Since I began sharing Caden's journey with the world, I have been labeled a fighter, Supermom, Dr. Mom, a "special" Mom and an amazing Mom. Now as much as I would like to take credit for being all of these things, the simple truth is...I am really not.
Sure I put up my fists, throw punches and advocate like hell to get Caden the best care possible. I spend hours every day researching and reaching out to those I think may be able to help him. I have given up almost everything I used to do for myself for the sake of my children (don't all good parents do that???). I have argued with doctors, insurance companies, pharmacies, therapists and nurses. I have been up all night holding my son's head up as he's vomited. I have spent holidays in the hospital and have ridden in more ambulances and medical helicopters than most.

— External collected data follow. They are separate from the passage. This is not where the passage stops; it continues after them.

#[cfg(test)]
mod tests {
    use super::*;
    use crate::models::Criticality;
    use crate::testing::{test_pool, Fixtures};

    async fn service() -> (MaintenanceService, SqlitePool, AuthUser) {
        let pool = test_pool().await;
        let audit = Arc::new(AuditService::new(pool.clone()));
        let actor = Fixtures::staff(&pool).await;
        (
            MaintenanceService::new(pool.clone(), audit, chrono_tz::America::Bahia),
            pool,
            actor,
        )
    }

    fn new_maintenance(asset_id: i64, employee_id: i64) -> NewMaintenance {
        NewMaintenance {
            action_id: 1,
            asset_id,
            employee_id,
            criticality: Some(Criticality::High),
            glpi_number: Some("GLPI-1".into()),
            open_date_glpi: None,
            open_date_supplier: None,
            supplier_number: None,
            incident_description: Some("não liga".into()),
            resolution: None,
            value: None,
            has_assurance: false,
        }
    }

    #[test]
    fn test_service_order() {
        assert_eq!(service_order(Some("NTB"), None, 1), "MANTB000000000000001");
        assert_eq!(
            service_order(None, Some("CADEIRA GIRATÓRIA"), 42),
            "MACAD00000000000042"
        );
        assert_eq!(service_order(Some(""), None, 7), "MA000000000000007");
    }

    #[tokio::test]
    async fn test_maintenance_lifecycle() {
        let (service, pool, actor) = service().await;
        let asset = Fixtures::asset(&pool, "NB-600").await;
        let employee = Fixtures::employee(&pool, "000600", "Vera Dias").await;

        let created = service
            .create_maintenance(&actor, new_maintenance(asset, employee))
            .await
            .unwrap();
        assert_eq!(created.status.id, PENDING_STATUS);
        assert_eq!(created.open_date, Some(today(chrono_tz::America::Bahia)));
        assert_eq!(
            created.supplier_service_order.as_deref(),
            Some("MANTB000000000000001")
        );
        assert_eq!(created.criticality, Some(Criticality::High));
        assert_eq!(created.value, 0.0);

        let asset_view = AssetRepository::get_by_id(&pool, asset).await.unwrap().unwrap();
        assert_eq!(asset_view.maintenance_status, "Pendente");

        let started = service
            .update_maintenance(
                &actor,
                created.id,
                UpdateMaintenance {
                    in_progress: true,
                    value: Some(180.5),
                    has_assurance: Some(true),
                    ..Default::default()
                },
            )
            .await
            .unwrap();
        assert_eq!(started.status.name, "Em progresso");
        assert!(started.close_date.is_none());
        assert_eq!(started.value, 180.5);
        assert!(started.has_assurance);

        let closed = service
            .update_maintenance(
                &actor,
                created.id,
                UpdateMaintenance {
                    close: true,
                    resolution: Some("troca de fonte".into()),
                    ..Default::default()
                },
            )
            .await
            .unwrap();
        assert_eq!(closed.status.name, "Finalizado");
        assert_eq!(closed.close_date, Some(today(chrono_tz::America::Bahia)));
        assert_eq!(closed.glpi_number.as_deref(), Some("GLPI-1"));
        assert_eq!(closed.resolution.as_deref(), Some("troca de fonte"));

        let asset_view = AssetRepository::get_by_id(&pool, asset).await.unwrap().unwrap();
        assert_eq!(asset_view.maintenance_status, "-");
    }

    #[tokio::test]
    async fn test_client_cannot_pick_status_or_order() {
        let (service, pool, actor) = service().await;
        let asset = Fixtures::asset(&pool, "NB-602").await;
        let employee = Fixtures::employee(&pool, "000602", "Rui Lopes").await;

        let data: NewMaintenance = serde_json::from_value(serde_json::json!({
            "actionId": 2,
            "assetId": asset,
            "employeeId": employee,
            "statusId": 3,
            "openDate": "2001-01-01",
            "supplierServiceOrder": "QUALQUER"
        }))
        .unwrap();
        let created = service.create_maintenance(&actor, data).await.unwrap();
        assert_eq!(created.status.id, PENDING_STATUS);
        assert_ne!(created.open_date, chrono::NaiveDate::from_ymd_opt(2001, 1, 1));
        assert!(created
            .supplier_service_order
            .as_deref()
            .is_some_and(|so| so.starts_with("MANTB")));

        let mut negative = new_maintenance(asset, employee);
        negative.value = Some(-1.0);
        match service.create_maintenance(&actor, negative).await.unwrap_err() {
            AppError::Validation(errors) => assert_eq!(errors[0].field, "value"),
            other => panic!("unexpected error: {other:?}"),
        }
    }

    #[tokio::test]
    async fn test_maintenance_references_must_exist() {
        let (service, _pool, actor) = service().await;
        let mut data = new_maintenance(55, 66);
        data.action_id = 9;

        match service.create_maintenance(&actor, data).await.unwrap_err() {
            AppError::Validation(errors) => {
                let fields: Vec<&str> = errors.iter().map(|e| e.field.as_str()).collect();
                assert_eq!(fields, vec!["actionId", "assetId", "employeeId"]);
            }
            other => panic!("unexpected error: {other:?}"),
        }
        assert!(matches!(
            service.get_maintenance(1).await,
            Err(AppError::NotFound(_))
        ));
    }

    #[tokio::test]
    async fn test_upgrade_lifecycle() {
        let (service, pool, actor) = service().await;
        let asset = Fixtures::asset(&pool, "NB-601").await;
        let employee = Fixtures::employee(&pool, "000601", "Igor Nunes").await;

        let created = service
            .create_upgrade(
                &actor,
                NewUpgrade {
                    status_id: 2,
                    asset_id: asset,
                    employee_id: employee,
                    open_date: None,
                    close_date: None,
                    value: Some(350.0),
                    detailing: Some("16GB RAM".into()),
                    supplier: None,
                    invoice_number: None,
                    observations: None,
                },
            )
            .await
            .unwrap();
        assert_eq!(created.status.name, "Pendente");

        let updated = service
            .update_upgrade(
                &actor,
                created.id,
                UpdateUpgrade {
                    supplier: Some("Kabum".into()),
                    ..Default::default()
                },
            )
            .await
            .unwrap();
        assert_eq!(updated.supplier.as_deref(), Some("Kabum"));
        assert_eq!(updated.value, Some(350.0));

        let page = service
            .list_upgrades(
                &MaintenanceFilter {
                    asset: Some(asset),
                    ..Default::default()
                },
                PageParams::default(),
            )
            .await
            .unwrap();
        assert_eq!(page.total, 1);
    }
}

None of this makes me Supermom. It makes me tired, frustrated, discouraged, lonely and confused. I do these things because I HAVE to, not because I want to. I would much rather be setting up play dates, taking vacations and doing all those things I see other Mom's doing.
What you see and what you read are who I want to be but not who I usually am. Yes...I try to stay positive, inspiring and upbeat. But in the end, when the lights go out, I am often broken and scared.
Don't get me wrong, I love my life. I remind myself every day of the woman who struggled with infertility for ten years. I remember the pain of ever wondering if I would have children of my own. That dream came true. Sure, it was not exactly as I had planned, but I have my family and as beat up and broken as we all are...we are beautiful.
But there are times when I am too tired to fight the fight and just want to give up. I know I can't, but even if I could take just a little break for a while, it would be a nice relief.
I am merely a shadow of who I once was and although I never want to be that person again, I sometimes miss her. She was a dreamer; a visionary if you will. The woman I am today can not see past tomorrow because Caden does not allow it. I have embraced the living in the now and am less disappointed because of it. I can not imagine what the future will hold, but I do miss dreaming sometimes.
I am frustrated. I am frustrated with waiting for the miracle to happen and am beginning to think it never will. This does not mean I am giving up, but simply learning to accept things as they are. It is sometimes easier to expect very little and be pleasantly surprised than to set high expectations and be disappointed. I was told Caden's cerebral palsy was mild to moderate and that he should be walking by age four. Caden turned four in August and can not roll over, let alone walk. However, when he learned to scratch behind his ear, I was super excited (and now have to keep his nails very short).
I am sad. I don't cry that much and sometimes wonder if I actually have run out of tears like my Mom said I would because I cried over everything as a kid. Or maybe I am just too tired to cry. There are some nights, though, where I just can't keep the tears from rolling down my cheek and hitting my pillow. As much as I know Caden is happy, I will always want so much more for him.
I am jealous. Yes...I will say it...life isn't fair. I get jealous of the family with the decals on the back of their mini vans. You know the ones...proud of my honor student, soccer mom, the family of four wearing Mickey ears with the dog and cat (who for some reason are also wearing Mickey ears). Now I know that their lives aren't perfect and one of my creeds is to never judge because I do not know what is really going on in someone else's life, but for some reason I still sometimes get jealous.
I am angry. I am not even sure at who? Many times I am angry with doctors, nurses, insurance companies, pharmacies and therapists, but usually I am angry at myself. There is a guilt in that I could not keep my babies inside me longer; that I was so miserable by the end of my pregnancy that a part of me wanted them out. Why couldn't I just hold onto them inside me a few more weeks? Would that have changed everything for my son? I remember I made a little poster that I hung across from my hospital bed when I was on hospital bed rest. It simply said "It is better I suffer now, so they don't suffer later". I read this all day every day. My suffering (I had a very difficult pregnancy) ended, but for Caden he will struggle (I will not say suffer) every day of his life.
I am tired. I am tired of not sleeping. Even when Caden does sleep through the night, I don't because I lay there waiting for him to wake up in pain or gagging and retching. I am tired of changing diapers. I am tired of drawing medications, pushing food into my little boys stomach and having puke buckets everywhere (every room in the house, the cars, his stroller, diaper bags). I am tired of the doctors, nurses, insurance companies, pharmacists and therapists. I am tired of checking my phone all day waiting to hear I need to go to the hospital because Caden is not doing well. I am tired of vomit. I am tired of rectal suppositories. I am tired of my house being taken over by equipment and medical supplies. I am tired of trying to find "big boy" gifts that Caden can operate (I think he has them all). I am tired of researching for answers. Yes...I am tired.
So you see, I am NOT Supermom. I am human. Caden, on the other hand, truly is a Superhero. He never complains, feels sorry for himself or wishes for more. He seems perfectly happy and content with the gifts he's been given. He is the selfless one. He is the inspiration. Caden, well deservingly, has won the hearts of so many around the world. He has given my life purpose. He's the fighter, the champion, and simply amazing. I am just the lucky Mom who gets to have him in her life.